• Required action: Using the data below, count the lines that carry the string "memory" and write only the count.

• Collected data entries:
---------------

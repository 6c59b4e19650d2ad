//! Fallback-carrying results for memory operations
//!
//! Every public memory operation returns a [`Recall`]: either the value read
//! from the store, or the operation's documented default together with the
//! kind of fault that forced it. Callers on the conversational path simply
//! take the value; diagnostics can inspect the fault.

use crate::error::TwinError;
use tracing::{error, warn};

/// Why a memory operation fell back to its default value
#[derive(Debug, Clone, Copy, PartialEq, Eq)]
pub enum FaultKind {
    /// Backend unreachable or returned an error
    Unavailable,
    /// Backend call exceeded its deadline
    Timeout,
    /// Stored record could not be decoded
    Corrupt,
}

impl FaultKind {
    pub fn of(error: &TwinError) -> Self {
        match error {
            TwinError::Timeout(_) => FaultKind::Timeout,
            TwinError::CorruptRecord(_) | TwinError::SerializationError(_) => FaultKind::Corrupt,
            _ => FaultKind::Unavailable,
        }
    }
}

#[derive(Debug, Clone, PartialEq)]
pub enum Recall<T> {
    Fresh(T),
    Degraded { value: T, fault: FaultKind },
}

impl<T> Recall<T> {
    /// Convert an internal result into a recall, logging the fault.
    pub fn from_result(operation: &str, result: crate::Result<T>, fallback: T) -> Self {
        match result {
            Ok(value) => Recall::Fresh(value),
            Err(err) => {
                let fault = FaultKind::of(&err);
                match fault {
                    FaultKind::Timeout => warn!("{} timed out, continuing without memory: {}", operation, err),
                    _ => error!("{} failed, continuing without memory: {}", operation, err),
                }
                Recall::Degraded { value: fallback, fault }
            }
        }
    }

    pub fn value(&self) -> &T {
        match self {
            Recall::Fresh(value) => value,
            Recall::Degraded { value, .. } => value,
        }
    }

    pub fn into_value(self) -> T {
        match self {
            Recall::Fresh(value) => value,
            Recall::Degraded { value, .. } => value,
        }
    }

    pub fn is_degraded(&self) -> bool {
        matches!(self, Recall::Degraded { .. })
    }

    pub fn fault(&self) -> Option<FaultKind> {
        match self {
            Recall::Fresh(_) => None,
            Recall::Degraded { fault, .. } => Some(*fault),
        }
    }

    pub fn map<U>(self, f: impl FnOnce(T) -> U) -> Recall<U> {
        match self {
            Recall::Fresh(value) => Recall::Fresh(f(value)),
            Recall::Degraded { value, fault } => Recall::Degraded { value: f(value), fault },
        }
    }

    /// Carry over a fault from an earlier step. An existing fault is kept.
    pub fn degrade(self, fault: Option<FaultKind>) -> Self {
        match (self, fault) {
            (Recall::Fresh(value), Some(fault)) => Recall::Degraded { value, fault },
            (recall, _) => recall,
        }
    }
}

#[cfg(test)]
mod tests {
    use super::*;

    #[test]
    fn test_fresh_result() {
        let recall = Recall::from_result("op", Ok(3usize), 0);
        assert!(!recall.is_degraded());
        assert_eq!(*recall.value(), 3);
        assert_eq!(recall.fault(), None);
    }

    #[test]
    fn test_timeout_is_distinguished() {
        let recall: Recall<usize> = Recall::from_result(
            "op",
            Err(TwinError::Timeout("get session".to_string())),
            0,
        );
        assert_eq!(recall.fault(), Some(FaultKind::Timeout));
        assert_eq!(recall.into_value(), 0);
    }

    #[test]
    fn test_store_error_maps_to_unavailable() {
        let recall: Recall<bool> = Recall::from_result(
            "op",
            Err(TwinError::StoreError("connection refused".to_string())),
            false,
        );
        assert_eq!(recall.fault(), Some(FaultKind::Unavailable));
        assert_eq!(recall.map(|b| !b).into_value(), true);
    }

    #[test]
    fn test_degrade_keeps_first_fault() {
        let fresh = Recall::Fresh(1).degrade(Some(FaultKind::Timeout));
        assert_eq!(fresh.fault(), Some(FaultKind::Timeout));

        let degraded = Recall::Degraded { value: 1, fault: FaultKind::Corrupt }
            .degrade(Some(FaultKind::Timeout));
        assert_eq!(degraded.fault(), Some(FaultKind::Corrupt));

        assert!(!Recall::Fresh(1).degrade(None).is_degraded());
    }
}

---------------

• Response to this exercise: 5